JOE BUTTERFLY is, to be charitable, pretty bad. A 1957 culture clash/service comedy set in postwar Occupied Japan, it suffered to a degree from following on the heels of The Teahouse Of The August Moon, a big hit on similar turf from the previous year. Instead of the estimable talents and box-office bait of Marlon Brando and Glenn Ford from the ‘Teahouse‘, this paper-thin entry has Audie Murphy and Burgess Meredith, gamely struggling under a weak script and uninspired direction. It is more interesting for its backstory details than anything on screen. The most effective piece of dialogue isn’t a punch line, but the simple declaration by one of the Japanese characters (played by actress Keiko Shima) that “it is good not to have to hate anymore.”

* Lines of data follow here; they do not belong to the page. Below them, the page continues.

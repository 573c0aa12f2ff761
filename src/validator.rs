//! Validation orchestration
//!
//! One invocation drives a single batch through the pipeline: preflight,
//! normalization, materialization, the harness call, classification. Each
//! stage failure is terminal; there are no retries and no partial
//! successes — the failure message enumerates per-instance detail instead.

use chrono::Utc;
use std::path::PathBuf;
use std::sync::Arc;
use tracing::info;

use crate::artifacts::{write_run_artifacts, MODEL_NAME};
use crate::config::ValidatorConfig;
use crate::datapoint::DataPoint;
use crate::docker::{ContainerRuntime, DockerRuntime};
use crate::error::ValidationError;
use crate::harness::{invoke_harness, EvaluationHarness, HarnessRequest, SweBenchCli};
use crate::report::{classify_run, RunReport, ValidationSummary};

/// Batch validator wired to a container runtime probe and an evaluation
/// harness implementation.
pub struct Validator {
    runtime: Arc<dyn ContainerRuntime>,
    harness: Arc<dyn EvaluationHarness>,
    config: ValidatorConfig,
}

impl Validator {
    /// Validator backed by the local Docker daemon and the SWE-bench CLI.
    pub fn new(config: ValidatorConfig) -> Self {
        Self {
            runtime: Arc::new(DockerRuntime),
            harness: Arc::new(SweBenchCli::new()),
            config,
        }
    }

    /// Validator with explicit collaborators, for tests and embedders.
    pub fn with_backends(
        config: ValidatorConfig,
        runtime: Arc<dyn ContainerRuntime>,
        harness: Arc<dyn EvaluationHarness>,
    ) -> Self {
        Self {
            runtime,
            harness,
            config,
        }
    }

    /// Validate a batch of data point files end to end.
    ///
    /// The preflight probe runs before anything touches disk, so an
    /// unreachable runtime leaves no artifacts behind. The first
    /// normalization failure aborts the whole batch.
    pub async fn run(&self, paths: &[PathBuf]) -> Result<ValidationSummary, ValidationError> {
        if paths.is_empty() {
            return Err(ValidationError::EmptyBatch);
        }

        self.runtime.ping().await?;

        let mut datapoints = Vec::with_capacity(paths.len());
        for path in paths {
            datapoints.push(DataPoint::load(path)?);
        }
        info!(count = datapoints.len(), "normalized data points");

        let run_id = self
            .config
            .run_id
            .clone()
            .unwrap_or_else(|| format!("validator-{}", Utc::now().timestamp()));

        let artifacts = write_run_artifacts(&datapoints, &run_id, &self.config.workdir)?;

        let request = HarnessRequest {
            dataset_path: artifacts.dataset_path,
            predictions_path: artifacts.predictions_path,
            instance_ids: datapoints.iter().map(|dp| dp.instance_id.clone()).collect(),
            run_id: run_id.clone(),
            config: self.config.clone(),
        };
        let report_path = invoke_harness(self.harness.as_ref(), &request).await?;

        let report = RunReport::load(&report_path)?;
        let summary = classify_run(
            &report,
            &report_path,
            &run_id,
            MODEL_NAME,
            &self.config.log_dir,
        )?;
        info!(
            run_id = %summary.run_id,
            resolved = summary.resolved_ids.len(),
            "validation succeeded"
        );
        Ok(summary)
    }
}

1945. Japan surrenders. Among the U.S. occupation force are the staff of the weekly Army magazine “Yank”. They’re ordered to come up with some feel-good articles pronto. The guys run across so-helpful conman ‘Joe Butterfly’ (Meredith), who not only knows how to work the Black Market for hard-to-get essentials but can arrange for comfy digs in an undamaged mansion, complete with female company.
Veteran screenwriters Sy Gomberg, Jack Sher and Marion Hargrove get some credit for touching on the Black Market issue, but the jokes are mostly anemic. The idea itself skirts taste right off the bat, in that Tokyo was in ruins at the end of the war, hardly the setting to generate chuckles. Along with the big hit serious drama Sayonara from that year (set in Japan during the Korean War),1957 was overloaded with service farces: Don’t Go Near The Water, Operation Mad Ball, The Sad Sack, Kiss Them For Me.
Murphy was trying to branch out from his harness in B-westerns: this is his only comedy. He’s okay, and supporting cast members Charles McGraw and Fred Clark struggle valiantly with the material. Undercutting their game efforts are George Nader, Keenan Wynn and John Agar. Nader, as always, is terrible, Agar not much better. Wynn could act rings around either of them, but he’s just in bluster mode here, and it falls flat. No-one is helped by the music score, continually honking “GET IT!” to pound home the gags. It’s another one of Universal’s uncredited paste jobs that used snatches from several composers, this time out including Henry Mancini, who’d done similar unsung jobs on dozens of films. Frequent Murphy director Jesse Hibbs filmed partially in Japan (Tokyo and Yokohama) and Hong Kong.
Then…there’s Burgess Meredith’s mincing “yellowface” as the title character. Despite meritorious patriotic WW2 service, Meredith had been off the big screen for eight years, “Graylisted” by the Commie-hunters, getting by with theater work. He’d done ‘Teahouse Moon‘s ‘Sakini’ on stage. While he gets most of the better comic asides in the script, it’s discomfiting to watch him here, on the same cringe-level with his later portrayal of a Navajo in 1968’s lame Stay Away, Joe. Interesting choices, to say the least (most?) from someone who could deliver superb character work, as in the Rocky series, The Day Of The Locust and many other films and TV episodes. Doubtless, he meant well by Joe Butterfly, but it doesn’t go down as his finest hour.